◆ **AIM OF THE EXERCISE**: Take each line of the data that contains the string "FirmwareInfo" and copy it.

[Opening SOURCE MATERIAL section]

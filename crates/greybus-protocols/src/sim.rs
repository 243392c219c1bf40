//! In-memory peripherals.
//!
//! Used by the `serve` command and by tests. Each simulator records what the
//! drivers asked of it so callers can inspect the effect of host requests.

use std::collections::{HashMap, HashSet, VecDeque};
use std::sync::{Arc, Mutex, MutexGuard};

use greybus_core::{DriverError, DriverResult};

use crate::hal::{
    Direction, FirmwareInfo, FirmwareVersion, GpioController, I2cBus, I2cOperation, IrqHandler,
    LineCoding, RxHandler, SpiConfig, SpiController, SpiDeviceConfig, SpiMasterConfig,
    SpiSegment, Trigger, UartPort,
};
use crate::Peripherals;

fn lock<T>(mutex: &Mutex<T>) -> MutexGuard<'_, T> {
    mutex.lock().unwrap_or_else(|p| p.into_inner())
}

/// State of one simulated GPIO line.
#[derive(Debug, Clone, Copy, PartialEq, Eq)]
pub struct SimLine {
    pub direction: Direction,
    pub high: bool,
    pub debounce_usec: u16,
    pub trigger: Trigger,
}

impl Default for SimLine {
    fn default() -> Self {
        Self {
            direction: Direction::Input,
            high: false,
            debounce_usec: 0,
            trigger: Trigger::Disabled,
        }
    }
}

/// GPIO bank with a fixed number of lines, all inputs at reset.
pub struct SimGpio {
    lines: Mutex<Vec<SimLine>>,
    handler: Mutex<Option<IrqHandler>>,
}

impl SimGpio {
    pub fn new(line_count: u8) -> Self {
        Self {
            lines: Mutex::new(vec![SimLine::default(); usize::from(line_count)]),
            handler: Mutex::new(None),
        }
    }

    pub fn line(&self, line: u8) -> Option<SimLine> {
        lock(&self.lines).get(usize::from(line)).copied()
    }

    /// Drive the level seen on an input line.
    pub fn set_level(&self, line: u8, high: bool) -> DriverResult<()> {
        self.with_line(line, |l| l.high = high)
    }

    /// Fire the interrupt of `line` if it is armed.
    ///
    /// Returns whether a handler ran.
    pub fn trigger(&self, line: u8) -> bool {
        let armed = self
            .line(line)
            .is_some_and(|l| l.trigger != Trigger::Disabled);
        if !armed {
            return false;
        }
        let handler = lock(&self.handler).clone();
        match handler {
            Some(handler) => {
                handler(line);
                true
            }
            None => false,
        }
    }

    pub fn has_irq_handler(&self) -> bool {
        lock(&self.handler).is_some()
    }

    fn with_line<R>(&self, line: u8, f: impl FnOnce(&mut SimLine) -> R) -> DriverResult<R> {
        let mut lines = lock(&self.lines);
        let count = lines.len();
        lines
            .get_mut(usize::from(line))
            .map(f)
            .ok_or_else(|| DriverError::invalid(format!("line {line} out of range ({count} lines)")))
    }
}

impl GpioController for SimGpio {
    fn line_count(&self) -> u8 {
        lock(&self.lines).len() as u8
    }

    fn direction(&self, line: u8) -> DriverResult<Direction> {
        self.with_line(line, |l| l.direction)
    }

    fn set_input(&self, line: u8) -> DriverResult<()> {
        self.with_line(line, |l| l.direction = Direction::Input)
    }

    fn set_output(&self, line: u8, high: bool) -> DriverResult<()> {
        self.with_line(line, |l| {
            l.direction = Direction::Output;
            l.high = high;
        })
    }

    fn get_value(&self, line: u8) -> DriverResult<bool> {
        self.with_line(line, |l| l.high)
    }

    fn set_value(&self, line: u8, high: bool) -> DriverResult<()> {
        self.with_line(line, |l| l.high = high)
    }

    fn set_debounce(&self, line: u8, usec: u16) -> DriverResult<()> {
        self.with_line(line, |l| l.debounce_usec = usec)
    }

    fn configure_interrupt(&self, line: u8, trigger: Trigger) -> DriverResult<()> {
        self.with_line(line, |l| l.trigger = trigger)
    }

    fn set_irq_handler(&self, handler: Option<IrqHandler>) -> DriverResult<()> {
        *lock(&self.handler) = handler;
        Ok(())
    }
}

/// I2C bus with a byte store per device address.
///
/// Writes append to the device's store; reads copy from the start of the
/// store and zero-fill past its end.
#[derive(Default)]
pub struct SimI2c {
    devices: Mutex<HashMap<u16, Vec<u8>>>,
    absent: Mutex<HashSet<u16>>,
    transactions: Mutex<Vec<u16>>,
}

impl SimI2c {
    pub fn new() -> Self {
        Self::default()
    }

    /// Preload the store of `address`.
    pub fn load(&self, address: u16, data: &[u8]) {
        lock(&self.devices).insert(address, data.to_vec());
    }

    pub fn contents(&self, address: u16) -> Vec<u8> {
        lock(&self.devices).get(&address).cloned().unwrap_or_default()
    }

    /// Make transactions on `address` fail as if nothing answered.
    pub fn remove_device(&self, address: u16) {
        lock(&self.absent).insert(address);
    }

    /// Addresses of every transaction run so far, in order.
    pub fn transactions(&self) -> Vec<u16> {
        lock(&self.transactions).clone()
    }
}

impl I2cBus for SimI2c {
    fn transfer(&self, address: u16, operations: &mut [I2cOperation<'_>]) -> DriverResult<()> {
        if lock(&self.absent).contains(&address) {
            return Err(DriverError::NoDevice);
        }
        lock(&self.transactions).push(address);

        let mut devices = lock(&self.devices);
        let store = devices.entry(address).or_default();
        for operation in operations.iter_mut() {
            match operation {
                I2cOperation::Write(data) => store.extend_from_slice(data),
                I2cOperation::Read(buf) => {
                    let len = store.len().min(buf.len());
                    buf[..len].copy_from_slice(&store[..len]);
                    buf[len..].fill(0);
                }
            }
        }
        Ok(())
    }
}

/// SPI controller wired in loopback: received bytes mirror transmitted ones,
/// and read-only segments receive `0, 1, 2, ...`.
pub struct SimSpi {
    num_chipselect: u16,
    transfers: Mutex<Vec<SpiConfig>>,
    written: Mutex<Vec<u8>>,
}

impl SimSpi {
    pub const BITS_PER_WORD_MASK: u32 = 1 << 7;
    pub const MIN_SPEED_HZ: u32 = 400_000;
    pub const MAX_SPEED_HZ: u32 = 48_000_000;

    pub fn new(num_chipselect: u16) -> Self {
        Self {
            num_chipselect,
            transfers: Mutex::new(Vec::new()),
            written: Mutex::new(Vec::new()),
        }
    }

    /// Bus settings of every batch run so far.
    pub fn transfers(&self) -> Vec<SpiConfig> {
        lock(&self.transfers).clone()
    }

    /// Every byte transmitted so far.
    pub fn written(&self) -> Vec<u8> {
        lock(&self.written).clone()
    }
}

impl SpiController for SimSpi {
    fn master_config(&self) -> DriverResult<SpiMasterConfig> {
        Ok(SpiMasterConfig {
            bits_per_word_mask: Self::BITS_PER_WORD_MASK,
            min_speed_hz: Self::MIN_SPEED_HZ,
            max_speed_hz: Self::MAX_SPEED_HZ,
            mode: 0,
            flags: 0,
            num_chipselect: self.num_chipselect,
        })
    }

    fn device_config(&self, chip_select: u8) -> DriverResult<SpiDeviceConfig> {
        if u16::from(chip_select) >= self.num_chipselect {
            return Err(DriverError::invalid(format!(
                "chip select {chip_select} out of range"
            )));
        }
        Ok(SpiDeviceConfig {
            mode: 0,
            bits_per_word: 8,
            max_speed_hz: 1_000_000,
            device_type: 0,
            name: "spidev".to_string(),
        })
    }

    fn transceive(&self, config: &SpiConfig, segments: &mut [SpiSegment<'_>]) -> DriverResult<()> {
        if u16::from(config.chip_select) >= self.num_chipselect {
            return Err(DriverError::invalid(format!(
                "chip select {} out of range",
                config.chip_select
            )));
        }
        lock(&self.transfers).push(*config);

        let mut written = lock(&self.written);
        for segment in segments.iter_mut() {
            if let Some(tx) = segment.tx {
                written.extend_from_slice(tx);
            }
            if let Some(rx) = segment.rx.as_deref_mut() {
                match segment.tx {
                    Some(tx) => {
                        let len = tx.len().min(rx.len());
                        rx[..len].copy_from_slice(&tx[..len]);
                    }
                    None => {
                        for (i, byte) in rx.iter_mut().enumerate() {
                            *byte = i as u8;
                        }
                    }
                }
            }
        }
        Ok(())
    }
}

#[derive(Default)]
struct UartState {
    tx: Vec<u8>,
    rx: VecDeque<u8>,
    coding: Option<LineCoding>,
    dtr: bool,
    rts: bool,
    breaks: usize,
    rx_enabled: bool,
}

/// UART that captures transmitted bytes and lets callers inject received
/// ones.
#[derive(Default)]
pub struct SimUart {
    state: Mutex<UartState>,
    handler: Mutex<Option<RxHandler>>,
}

impl SimUart {
    pub fn new() -> Self {
        Self::default()
    }

    /// Queue `data` as received and run the RX callback until it stops
    /// draining the queue.
    pub fn push_rx(&self, data: &[u8]) {
        lock(&self.state).rx.extend(data.iter().copied());
        let handler = lock(&self.handler).clone();
        let Some(handler) = handler else {
            return;
        };
        loop {
            let before = {
                let state = lock(&self.state);
                if !state.rx_enabled {
                    return;
                }
                state.rx.len()
            };
            if before == 0 {
                return;
            }
            handler();
            if lock(&self.state).rx.len() >= before {
                return;
            }
        }
    }

    /// Bytes transmitted so far.
    pub fn transmitted(&self) -> Vec<u8> {
        lock(&self.state).tx.clone()
    }

    pub fn line_coding(&self) -> Option<LineCoding> {
        lock(&self.state).coding
    }

    /// `(dtr, rts)`.
    pub fn control_lines(&self) -> (bool, bool) {
        let state = lock(&self.state);
        (state.dtr, state.rts)
    }

    pub fn breaks_sent(&self) -> usize {
        lock(&self.state).breaks
    }

    pub fn rx_enabled(&self) -> bool {
        lock(&self.state).rx_enabled
    }
}

impl UartPort for SimUart {
    fn write(&self, data: &[u8]) -> DriverResult<()> {
        lock(&self.state).tx.extend_from_slice(data);
        Ok(())
    }

    fn configure(&self, coding: &LineCoding) -> DriverResult<()> {
        lock(&self.state).coding = Some(*coding);
        Ok(())
    }

    fn set_dtr(&self, on: bool) -> DriverResult<()> {
        lock(&self.state).dtr = on;
        Ok(())
    }

    fn set_rts(&self, on: bool) -> DriverResult<()> {
        lock(&self.state).rts = on;
        Ok(())
    }

    fn send_break(&self) -> DriverResult<()> {
        lock(&self.state).breaks += 1;
        Ok(())
    }

    fn read(&self, buf: &mut [u8]) -> usize {
        let mut state = lock(&self.state);
        let len = state.rx.len().min(buf.len());
        for (slot, byte) in buf.iter_mut().zip(state.rx.drain(..len)) {
            *slot = byte;
        }
        len
    }

    fn set_rx_handler(&self, handler: Option<RxHandler>) -> DriverResult<()> {
        *lock(&self.handler) = handler;
        Ok(())
    }

    fn enable_rx(&self) -> DriverResult<()> {
        lock(&self.state).rx_enabled = true;
        Ok(())
    }

    fn disable_rx(&self) -> DriverResult<()> {
        lock(&self.state).rx_enabled = false;
        Ok(())
    }
}

/// Fixed firmware version.
#[derive(Debug, Clone)]
pub struct StaticFirmware(pub FirmwareVersion);

impl FirmwareInfo for StaticFirmware {
    fn running_version(&self) -> DriverResult<FirmwareVersion> {
        Ok(self.0.clone())
    }
}

/// One of each simulated peripheral.
#[derive(Clone)]
pub struct SimBoard {
    pub gpio: Arc<SimGpio>,
    pub i2c: Arc<SimI2c>,
    pub spi: Arc<SimSpi>,
    pub uart: Arc<SimUart>,
    pub firmware: Arc<StaticFirmware>,
}

impl SimBoard {
    pub const GPIO_LINES: u8 = 16;
    pub const SPI_CHIPSELECTS: u16 = 2;

    pub fn new() -> Self {
        Self {
            gpio: Arc::new(SimGpio::new(Self::GPIO_LINES)),
            i2c: Arc::new(SimI2c::new()),
            spi: Arc::new(SimSpi::new(Self::SPI_CHIPSELECTS)),
            uart: Arc::new(SimUart::new()),
            firmware: Arc::new(StaticFirmware(FirmwareVersion {
                tag: "sim".to_string(),
                major: 0,
                minor: 1,
            })),
        }
    }

    /// Peripheral set backed by this board, serving `manifest`.
    pub fn peripherals(&self, manifest: impl Into<Arc<[u8]>>) -> Peripherals {
        Peripherals::new(manifest)
            .with_gpio(self.gpio.clone())
            .with_i2c(self.i2c.clone())
            .with_spi(self.spi.clone())
            .with_uart(self.uart.clone())
            .with_firmware(self.firmware.clone())
    }
}

impl Default for SimBoard {
    fn default() -> Self {
        Self::new()
    }
}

[Closing SOURCE MATERIAL section]

◆ **EXERCISE ANSWER**:
    Direction, FirmwareInfo, FirmwareVersion, GpioController, I2cBus, I2cOperation, IrqHandler,
impl FirmwareInfo for StaticFirmware {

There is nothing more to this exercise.